*** Opening of Supplied records ***

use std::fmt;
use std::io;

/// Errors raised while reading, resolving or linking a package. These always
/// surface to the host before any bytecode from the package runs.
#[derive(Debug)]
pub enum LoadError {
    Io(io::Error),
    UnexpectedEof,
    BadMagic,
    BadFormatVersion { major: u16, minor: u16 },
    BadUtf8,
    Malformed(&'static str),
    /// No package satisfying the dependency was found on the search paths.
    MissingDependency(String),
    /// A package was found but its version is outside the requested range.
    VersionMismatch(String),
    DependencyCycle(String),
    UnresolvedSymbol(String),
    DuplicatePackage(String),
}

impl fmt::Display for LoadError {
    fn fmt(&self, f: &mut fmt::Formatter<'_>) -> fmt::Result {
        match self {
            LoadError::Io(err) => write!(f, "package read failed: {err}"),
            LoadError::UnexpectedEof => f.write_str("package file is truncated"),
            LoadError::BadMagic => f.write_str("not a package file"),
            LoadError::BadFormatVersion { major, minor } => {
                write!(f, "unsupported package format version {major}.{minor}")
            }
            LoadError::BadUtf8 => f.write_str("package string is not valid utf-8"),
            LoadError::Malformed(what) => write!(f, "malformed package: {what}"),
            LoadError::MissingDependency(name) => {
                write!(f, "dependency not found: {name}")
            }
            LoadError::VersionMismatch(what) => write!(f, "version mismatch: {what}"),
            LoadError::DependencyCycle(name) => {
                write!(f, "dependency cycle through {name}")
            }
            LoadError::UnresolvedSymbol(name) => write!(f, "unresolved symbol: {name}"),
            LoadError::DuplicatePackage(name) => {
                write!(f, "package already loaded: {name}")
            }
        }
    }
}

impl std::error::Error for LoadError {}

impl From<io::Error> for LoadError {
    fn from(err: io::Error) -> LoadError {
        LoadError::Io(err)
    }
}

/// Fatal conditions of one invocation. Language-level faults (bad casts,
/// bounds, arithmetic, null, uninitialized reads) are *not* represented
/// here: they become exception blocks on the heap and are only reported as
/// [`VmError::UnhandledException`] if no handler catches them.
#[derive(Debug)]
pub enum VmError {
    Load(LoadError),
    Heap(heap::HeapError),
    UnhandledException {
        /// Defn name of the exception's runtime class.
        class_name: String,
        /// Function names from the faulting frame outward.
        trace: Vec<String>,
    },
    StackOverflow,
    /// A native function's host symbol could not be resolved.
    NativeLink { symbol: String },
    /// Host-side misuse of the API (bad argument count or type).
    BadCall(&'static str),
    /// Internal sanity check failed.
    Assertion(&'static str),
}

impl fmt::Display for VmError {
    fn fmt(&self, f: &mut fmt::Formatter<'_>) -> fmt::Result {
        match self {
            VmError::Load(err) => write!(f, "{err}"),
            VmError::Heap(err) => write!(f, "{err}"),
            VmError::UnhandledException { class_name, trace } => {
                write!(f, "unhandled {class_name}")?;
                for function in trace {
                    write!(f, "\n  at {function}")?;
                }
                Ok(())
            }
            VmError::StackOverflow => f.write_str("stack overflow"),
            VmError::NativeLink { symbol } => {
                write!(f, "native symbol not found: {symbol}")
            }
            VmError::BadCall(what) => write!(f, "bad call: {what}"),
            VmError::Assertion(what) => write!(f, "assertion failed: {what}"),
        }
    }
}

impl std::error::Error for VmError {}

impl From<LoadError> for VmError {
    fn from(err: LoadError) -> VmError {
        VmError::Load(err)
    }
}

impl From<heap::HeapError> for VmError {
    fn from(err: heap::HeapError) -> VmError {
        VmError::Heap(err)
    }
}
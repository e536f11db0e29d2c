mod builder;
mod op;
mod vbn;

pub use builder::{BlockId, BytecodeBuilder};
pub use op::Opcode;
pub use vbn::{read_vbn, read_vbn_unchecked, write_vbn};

*** Close of Supplied records ***

- What is expected -
Pull every line containing "HeapError" out of the data above.

- Written solution -
    Heap(heap::HeapError),
impl From<heap::HeapError> for VmError {
    fn from(err: heap::HeapError) -> VmError {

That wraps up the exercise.